▶ _ACTIVITY_
Reproduce exactly, and only, the lines below from the one containing "assert_eq!(cam.zoom(), 4.0);" through the one containing "let p = cam.project(Vec3::ZERO, vp).unwrap();".

(Dataset entries)
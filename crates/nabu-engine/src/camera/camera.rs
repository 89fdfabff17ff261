use crate::coords::{Mat4, Vec2, Vec3, Viewport};

/// Half-depth of the default orthographic camera. Large enough that depth
/// clipping never matters at typical scene scales.
pub const CAMERA_DEPTH: f32 = 10_000.0;

/// Distance of the default camera from the origin along each axis.
pub const CAMERA_DISTANCE: f32 = 100.0;

/// Camera projection.
#[derive(Debug, Clone, Copy, PartialEq)]
pub enum Projection {
    Orthographic {
        left: f32,
        right: f32,
        bottom: f32,
        top: f32,
        near: f32,
        far: f32,
    },
    Perspective {
        fov_y: f32,
        aspect: f32,
        near: f32,
        far: f32,
    },
    /// Caller-supplied projection matrix. Bounds updates leave it untouched.
    Custom(Mat4),
}

/// A look-at camera with a uniform scale.
///
/// `scale` behaves like an object scale on the camera: a camera scaled by
/// `0.5` sees half as much world, so everything appears twice as large.
#[derive(Debug, Clone, PartialEq)]
pub struct Camera {
    pub position: Vec3,
    pub target: Vec3,
    pub up: Vec3,
    pub scale: Vec3,
    pub projection: Projection,
}

impl Default for Camera {
    fn default() -> Self {
        Self::orthographic(1.0, 1.0)
    }
}

impl Camera {
    /// Default camera: orthographic, off-axis, looking at the origin, Y up.
    pub fn orthographic(width: f32, height: f32) -> Self {
        let mut camera = Self {
            position: Vec3::ONE * CAMERA_DISTANCE,
            target: Vec3::ZERO,
            up: Vec3::Y,
            scale: Vec3::ONE,
            projection: Projection::Orthographic {
                left: -0.5,
                right: 0.5,
                bottom: -0.5,
                top: 0.5,
                near: -CAMERA_DEPTH,
                far: CAMERA_DEPTH,
            },
        };
        camera.set_bounds(width, height);
        camera
    }

    /// Perspective camera at the default position.
    pub fn perspective(fov_y: f32, aspect: f32) -> Self {
        Self {
            projection: Projection::Perspective { fov_y, aspect, near: 0.1, far: CAMERA_DEPTH },
            ..Self::orthographic(1.0, 1.0)
        }
    }

    #[inline]
    pub fn is_orthographic(&self) -> bool {
        matches!(self.projection, Projection::Orthographic { .. })
    }

    /// Recomputes projection extents for a surface of `width` x `height` logical pixels.
    ///
    /// Orthographic cameras get `±width / 2`, `±height / 2`; perspective cameras
    /// only update their aspect ratio. The result depends on the last call only.
    pub fn set_bounds(&mut self, width: f32, height: f32) {
        match &mut self.projection {
            Projection::Orthographic { left, right, bottom, top, .. } => {
                *left = -width * 0.5;
                *right = width * 0.5;
                *bottom = -height * 0.5;
                *top = height * 0.5;
            }
            Projection::Perspective { aspect, .. } => {
                if height > 0.0 {
                    *aspect = width / height;
                }
            }
            Projection::Custom(_) => {}
        }
    }

    /// `1 / min(scale)`.
    #[inline]
    pub fn zoom(&self) -> f32 {
        1.0 / self.scale.min_element()
    }

    /// Sets a uniform scale of `1 / zoom`. Callers validate `zoom > 0`.
    #[inline]
    pub fn set_zoom(&mut self, zoom: f32) {
        self.scale = Vec3::splat(1.0 / zoom);
    }

    /// Largest absolute clip plane distance, or `None` for custom projections.
    pub fn extent(&self) -> Option<f32> {
        match self.projection {
            Projection::Orthographic { near, far, .. } | Projection::Perspective { near, far, .. } => {
                Some(near.abs().max(far.abs()))
            }
            Projection::Custom(_) => None,
        }
    }

    /// Orthographic half width/height in world units at zoom 1.
    pub fn half_extents(&self) -> Option<(f32, f32)> {
        match self.projection {
            Projection::Orthographic { left, right, bottom, top, .. } => {
                Some(((right - left) * 0.5, (top - bottom) * 0.5))
            }
            _ => None,
        }
    }

    /// Unit vector from the camera towards its target.
    #[inline]
    pub fn forward(&self) -> Vec3 {
        (self.target - self.position).normalize_or(Vec3::NEG_Z)
    }

    /// Camera-space right axis in world space.
    #[inline]
    pub fn right(&self) -> Vec3 {
        self.forward().cross(self.up).normalize_or(Vec3::X)
    }

    /// Camera-space up axis in world space (orthogonal to `forward`).
    #[inline]
    pub fn screen_up(&self) -> Vec3 {
        self.right().cross(self.forward())
    }

    /// World to view transform, including the inverse camera scale.
    ///
    /// Orthographic cameras leave depth unscaled so zooming in never pushes
    /// content outside the clip range.
    pub fn view_matrix(&self) -> Mat4 {
        let inv = self.scale.recip();
        let inv = if self.is_orthographic() { Vec3::new(inv.x, inv.y, 1.0) } else { inv };
        Mat4::from_scale(inv) * Mat4::look_at_rh(self.position, self.target, self.up)
    }

    pub fn projection_matrix(&self) -> Mat4 {
        match self.projection {
            Projection::Orthographic { left, right, bottom, top, near, far } => {
                Mat4::orthographic_rh(left, right, bottom, top, near, far)
            }
            Projection::Perspective { fov_y, aspect, near, far } => {
                Mat4::perspective_rh(fov_y, aspect, near, far)
            }
            Projection::Custom(m) => m,
        }
    }

    #[inline]
    pub fn view_proj(&self) -> Mat4 {
        self.projection_matrix() * self.view_matrix()
    }

    /// Projects a world point to overlay pixels (top-left origin).
    ///
    /// Returns `None` for points behind a perspective camera or outside the
    /// depth range.
    pub fn project(&self, point: Vec3, viewport: Viewport) -> Option<Vec2> {
        let clip = self.view_proj() * point.extend(1.0);
        if clip.w <= 0.0 {
            return None;
        }
        let ndc = clip.truncate() / clip.w;
        if !(0.0..=1.0).contains(&ndc.z) {
            return None;
        }
        Some(Vec2::new(
            (ndc.x * 0.5 + 0.5) * viewport.width,
            (0.5 - ndc.y * 0.5) * viewport.height,
        ))
    }

    /// Logical pixels covered by one world unit at the target distance.
    pub fn pixels_per_unit(&self, viewport: Viewport) -> f32 {
        let span = match self.projection {
            Projection::Orthographic { bottom, top, .. } => (top - bottom) * self.scale.y,
            Projection::Perspective { fov_y, .. } => {
                // A uniform scale about the eye does not change a perspective image.
                let distance = self.position.distance(self.target);
                2.0 * distance * (fov_y * 0.5).tan()
            }
            Projection::Custom(m) => 2.0 / m.y_axis.y.abs().max(f32::EPSILON),
        };
        if span > 0.0 { viewport.height / span } else { 0.0 }
    }
}

#[cfg(test)]
mod tests {
    use super::*;

    fn approx(a: f32, b: f32) -> bool {
        (a - b).abs() < 1e-3
    }

    // ── defaults ──────────────────────────────────────────────────────────

    #[test]
    fn default_is_off_axis_orthographic() {
        let cam = Camera::orthographic(800.0, 600.0);
        assert!(cam.is_orthographic());
        assert_eq!(cam.target, Vec3::ZERO);
        assert!(cam.position.x > 0.0 && cam.position.y > 0.0 && cam.position.z > 0.0);
        assert_eq!(cam.extent(), Some(CAMERA_DEPTH));
        assert_eq!(cam.half_extents(), Some((400.0, 300.0)));
    }

    // ── bounds ────────────────────────────────────────────────────────────

    #[test]
    fn last_bounds_call_wins() {
        let mut a = Camera::orthographic(1.0, 1.0);
        a.set_bounds(800.0, 600.0);
        a.set_bounds(400.0, 300.0);
        let b = Camera::orthographic(400.0, 300.0);
        assert_eq!(a.projection, b.projection);
        assert_eq!(a.projection_matrix(), b.projection_matrix());
    }

    #[test]
    fn perspective_bounds_only_touch_aspect() {
        let mut cam = Camera::perspective(1.0, 1.0);
        cam.set_bounds(400.0, 200.0);
        match cam.projection {
            Projection::Perspective { aspect, fov_y, .. } => {
                assert_eq!(aspect, 2.0);
                assert_eq!(fov_y, 1.0);
            }
            _ => panic!("projection changed kind"),
        }
    }

    #[test]
    fn custom_projection_has_no_extent() {
        let mut cam = Camera::default();
        cam.projection = Projection::Custom(Mat4::IDENTITY);
        cam.set_bounds(10.0, 10.0);
        assert_eq!(cam.extent(), None);
        assert_eq!(cam.projection, Projection::Custom(Mat4::IDENTITY));
    }

    // ── zoom ──────────────────────────────────────────────────────────────

    #[test]
    fn zoom_round_trips() {
        let mut cam = Camera::default();
        for z in [0.25, 1.0, 3.0, 1234.5] {
            cam.set_zoom(z);
            assert!(approx(cam.zoom(), z));
        }
    }

    #[test]
    fn zoom_uses_smallest_scale_axis() {
        let mut cam = Camera::default();
        cam.scale = Vec3::new(0.5, 0.25, 1.0);
        assert_eq!(cam.zoom(), 4.0);
    }

    #[test]
    fn zoom_magnifies_projection() {
        let vp = Viewport::new(200.0, 200.0);
        let mut cam = Camera::orthographic(200.0, 200.0);
        let before = cam.pixels_per_unit(vp);
        cam.set_zoom(2.0);
        assert!(approx(cam.pixels_per_unit(vp), before * 2.0));
    }

    // ── projection ────────────────────────────────────────────────────────

    #[test]
    fn target_projects_to_viewport_center() {
        let vp = Viewport::new(640.0, 480.0);
        let cam = Camera::orthographic(640.0, 480.0);
        let p = cam.project(Vec3::ZERO, vp).unwrap();
        assert!(approx(p.x, 320.0) && approx(p.y, 240.0));
    }

    #[test]
    fn screen_up_projects_upwards() {
        let vp = Viewport::new(100.0, 100.0);
        let cam = Camera::orthographic(100.0, 100.0);
        let p = cam.project(cam.screen_up() * 10.0, vp).unwrap();
        assert!(approx(p.x, 50.0) && approx(p.y, 40.0));
    }

    #[test]
    fn deep_zoom_keeps_origin_in_depth_range() {
        let mut cam = Camera::orthographic(100.0, 100.0);
        cam.set_zoom(5_000.0);
        assert!(cam.project(Vec3::ZERO, Viewport::new(100.0, 100.0)).is_some());
    }

    #[test]
    fn points_behind_perspective_camera_are_culled() {
        let cam = Camera::perspective(1.0, 1.0);
        let behind = cam.position - cam.forward() * 10.0;
        assert!(cam.project(behind, Viewport::new(100.0, 100.0)).is_none());
    }
}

▶ _RESPONSE TO THE TASK_
        assert_eq!(cam.zoom(), 4.0);
    }

    #[test]
    fn zoom_magnifies_projection() {
        let vp = Viewport::new(200.0, 200.0);
        let mut cam = Camera::orthographic(200.0, 200.0);
        let before = cam.pixels_per_unit(vp);
        cam.set_zoom(2.0);
        assert!(approx(cam.pixels_per_unit(vp), before * 2.0));
    }

    // ── projection ────────────────────────────────────────────────────────

    #[test]
    fn target_projects_to_viewport_center() {
        let vp = Viewport::new(640.0, 480.0);
        let cam = Camera::orthographic(640.0, 480.0);
        let p = cam.project(Vec3::ZERO, vp).unwrap();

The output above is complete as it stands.